With the current globally networked data and communication system, demarcations of field are now multiple and complex. In addition to scholars often sharing the same media networks as the artists or subjects they study, it has become more obvious that fieldwork was born of an 18th- and 19th-century agenda to naturalize whiteness. Technology becomes the possession—and limitation—of the white scholar: together they cut a figure of history. To identify some of the vestiges of the Enlightenment on the notion of fieldwork, previous chapters in African Art as Evidence look anew at texts that begin to describe “race” as a field, a “sameness” of humanity that is understood a priori to so-called aberrations like Blackness. This construction of whiteness, its knotted logic, can be found in Pierre Louis Moreau de Maupertuis’s Venus physique (1745), which elaborated on albinism in Africa as empirical proof that humanity shared a common origin.
“On Fieldwork” begins by studying Bronisław Malinowski’s A Diary in the Strict Sense of the Term (1967) and his descriptions of the bodily limitations and possessions that accompany fieldwork. I argue that these constraints and possessions together constitute his whiteness: objects such as clothing, desks, notebooks, and pens that buffer and protect his body, while also setting him apart from his subjects by way of profession. In one instance, Malinowski writes that he was “a little intimidated by this conclave,” describing in detail the differences between his setting and the squatting group of men he was essentially beholden to for information. The chapter culminates in a discussion of situations within certain scholarship where fields exist without boundaries. In particular, I closely studied the field notes and accounts of Black women anthropologists of the early 20th century for their narration of bodily comportment and the use of technological equipment. The most famous among these, Katherine Dunham, made her whole work to erase the boundaries and borders between her body and those who, in her words, shared her ancestry. Dunham wrote to her mentor, the famed Melville J. Herskovits: “Unless I’m dealing with purely social affairs, I must go easy on the equipment.” In her desire to be initiated and to identify common ancestors with her research subjects, she eliminated the first and most obvious barriers: her camera and tape recorder. Herskovits’s and Dunham’s scholarly debate over proper methods was poised on her positionality as a Black woman whose presence in “the field” was serving multiple purposes for her: the research was undisciplined.

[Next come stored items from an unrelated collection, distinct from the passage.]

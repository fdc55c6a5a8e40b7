//! Public-key loading from `subjectPublicKeyInfo`.

use rsa::pkcs1::DecodeRsaPublicKey as _;
use vdsnc_asn1::tag::universal;
use vdsnc_asn1::Arena;

use crate::error::CryptoError;

/// rsaEncryption.
const RSA_ENCRYPTION: &str = "1.2.840.113549.1.1.1";
/// id-ecPublicKey.
const EC_PUBLIC_KEY: &str = "1.2.840.10045.2.1";
/// prime256v1 / secp256r1.
const SECP256R1: &str = "1.2.840.10045.3.1.7";
/// secp384r1.
const SECP384R1: &str = "1.3.132.0.34";
/// secp521r1.
const SECP521R1: &str = "1.3.132.0.35";

/// A verifying key decoded from an SPKI.
#[derive(Clone)]
pub enum PublicKey {
    /// NIST P-256 ECDSA key.
    EcP256(p256::ecdsa::VerifyingKey),
    /// NIST P-384 ECDSA key.
    EcP384(p384::ecdsa::VerifyingKey),
    /// NIST P-521 ECDSA key.
    EcP521(p521::ecdsa::VerifyingKey),
    /// RSA key.
    Rsa(rsa::RsaPublicKey),
}

impl std::fmt::Debug for PublicKey {
    fn fmt(&self, f: &mut std::fmt::Formatter<'_>) -> std::fmt::Result {
        match self {
            Self::EcP256(k) => f.debug_tuple("EcP256").field(k).finish(),
            Self::EcP384(k) => f.debug_tuple("EcP384").field(k).finish(),
            Self::EcP521(_) => f.debug_tuple("EcP521").finish(),
            Self::Rsa(k) => f.debug_tuple("Rsa").field(k).finish(),
        }
    }
}

impl PublicKey {
    /// Decode a `subjectPublicKeyInfo` (full DER, tag and length
    /// included): `SEQUENCE { AlgorithmIdentifier, BIT STRING }`.
    ///
    /// # Errors
    ///
    /// Returns [`CryptoError::MalformedSpki`] on structural problems and
    /// [`CryptoError::UnsupportedKey`] for unknown key types or curves.
    pub fn from_spki_der(der: &[u8]) -> Result<Self, CryptoError> {
        let arena =
            Arena::parse(der).map_err(|e| CryptoError::MalformedSpki(e.to_string()))?;
        let root = arena
            .root()
            .filter(|&n| arena.tag(n).is_universal(universal::SEQUENCE))
            .ok_or_else(|| CryptoError::MalformedSpki("not a SEQUENCE".to_owned()))?;
        let alg = arena
            .child(root, 0)
            .ok_or_else(|| CryptoError::MalformedSpki("missing AlgorithmIdentifier".to_owned()))?;
        let alg_oid = arena
            .child(alg, 0)
            .and_then(|n| arena.oid_str(n))
            .ok_or_else(|| CryptoError::MalformedSpki("missing algorithm OID".to_owned()))?;
        let key_bits = arena
            .child(root, 1)
            .and_then(|n| arena.bit_string(n))
            .ok_or_else(|| CryptoError::MalformedSpki("missing subjectPublicKey".to_owned()))?;

        match alg_oid {
            EC_PUBLIC_KEY => {
                let curve_oid = arena
                    .child(alg, 1)
                    .and_then(|n| arena.oid_str(n))
                    .ok_or_else(|| {
                        CryptoError::MalformedSpki("missing EC curve parameters".to_owned())
                    })?;
                match curve_oid {
                    SECP256R1 => p256::ecdsa::VerifyingKey::from_sec1_bytes(key_bits)
                        .map(PublicKey::EcP256)
                        .map_err(|e| CryptoError::MalformedSpki(e.to_string())),
                    SECP384R1 => p384::ecdsa::VerifyingKey::from_sec1_bytes(key_bits)
                        .map(PublicKey::EcP384)
                        .map_err(|e| CryptoError::MalformedSpki(e.to_string())),
                    SECP521R1 => p521::ecdsa::VerifyingKey::from_sec1_bytes(key_bits)
                        .map(PublicKey::EcP521)
                        .map_err(|e| CryptoError::MalformedSpki(e.to_string())),
                    other => Err(CryptoError::UnsupportedKey(format!("EC curve {other}"))),
                }
            }
            RSA_ENCRYPTION => rsa::RsaPublicKey::from_pkcs1_der(key_bits)
                .map(PublicKey::Rsa)
                .map_err(|e| CryptoError::MalformedSpki(e.to_string())),
            other => Err(CryptoError::UnsupportedKey(other.to_owned())),
        }
    }
}
//! Distinguished names and their RFC 1779 rendering.

use std::fmt;

use vdsnc_asn1::{Arena, NodeId};

use crate::oid::dn_alias;

/// Characters that force a DN attribute value into double quotes.
const NEEDS_QUOTING: &[char] = &[',', '+', '=', '\n', '<', '>', '#', ';', '\\'];

/// An ordered list of `(attribute-type OID, value)` pairs pulled from an
/// RFC 5280 `Name`. Multi-valued RDN sets are flattened in encoding order.
#[derive(Debug, Clone, PartialEq, Eq)]
pub struct DistinguishedName {
    rdns: Vec<(String, String)>,
}

impl DistinguishedName {
    /// Build a name from an RDNSequence node.
    #[must_use]
    pub fn from_node(arena: &Arena, name: NodeId) -> Self {
        let mut rdns = Vec::new();
        for &set in arena.children(name) {
            for &atv in arena.children(set) {
                let Some(type_node) = arena.child(atv, 0) else {
                    continue;
                };
                let Some(oid) = arena.oid_str(type_node) else {
                    continue;
                };
                let value = arena
                    .child(atv, 1)
                    .map_or_else(String::new, |v| match arena.first_string(v) {
                        Some(s) => s.to_owned(),
                        None => hex::encode(arena.body(v)),
                    });
                rdns.push((oid.to_owned(), value));
            }
        }
        DistinguishedName { rdns }
    }

    /// The ordered `(oid, value)` pairs.
    #[must_use]
    pub fn rdns(&self) -> &[(String, String)] {
        &self.rdns
    }

    /// The value of the first attribute with the given type OID.
    #[must_use]
    pub fn first_value(&self, oid: &str) -> Option<&str> {
        self.rdns
            .iter()
            .find(|(o, _)| o == oid)
            .map(|(_, v)| v.as_str())
    }

    /// `true` when the name has no attributes.
    #[must_use]
    pub fn is_empty(&self) -> bool {
        self.rdns.is_empty()
    }
}

impl fmt::Display for DistinguishedName {
    /// RFC 1779 form: `OID=value` pairs joined by `", "`, with short
    /// aliases where defined and values quoted when they contain special
    /// characters.
    fn fmt(&self, f: &mut fmt::Formatter<'_>) -> fmt::Result {
        for (i, (oid, value)) in self.rdns.iter().enumerate() {
            if i > 0 {
                f.write_str(", ")?;
            }
            match dn_alias(oid) {
                Some(alias) => f.write_str(alias)?,
                None => f.write_str(oid)?,
            }
            f.write_str("=")?;
            if value.contains(NEEDS_QUOTING) {
                write!(f, "\"{value}\"")?;
            } else {
                f.write_str(value)?;
            }
        }
        Ok(())
    }
}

As many authors now note, African American women anthropologists were less visible precisely because whiteness had become such a naturalized part of the discipline. Vera Mae Green’s 1969 thesis acknowledges the somewhat artificial nature of the mediation occurring in her fieldwork, particularly the notion of an “anonymous” informant. Green largely departed from previous anthropological methods, recounting her logic to those whom she interviewed. Green was part of a generation of anthropologists who sought to transform the discipline into one that was transparent, which is another way of expressing a desire for an unmediated relationship. The chapter concludes by noting that exponentially more mediation has multiplied fields and, as a result, the bodies of researchers and researched continue to be as disoriented as they are undisciplined.
School of the Art Institute of Chicago
Ailsa Mellon Bruce Visiting Senior Fellow, summer 2020
Delinda J. Collier will continue to work on African Art as Evidence as she serves as interim dean of graduate studies at the School of the Art Institute of Chicago.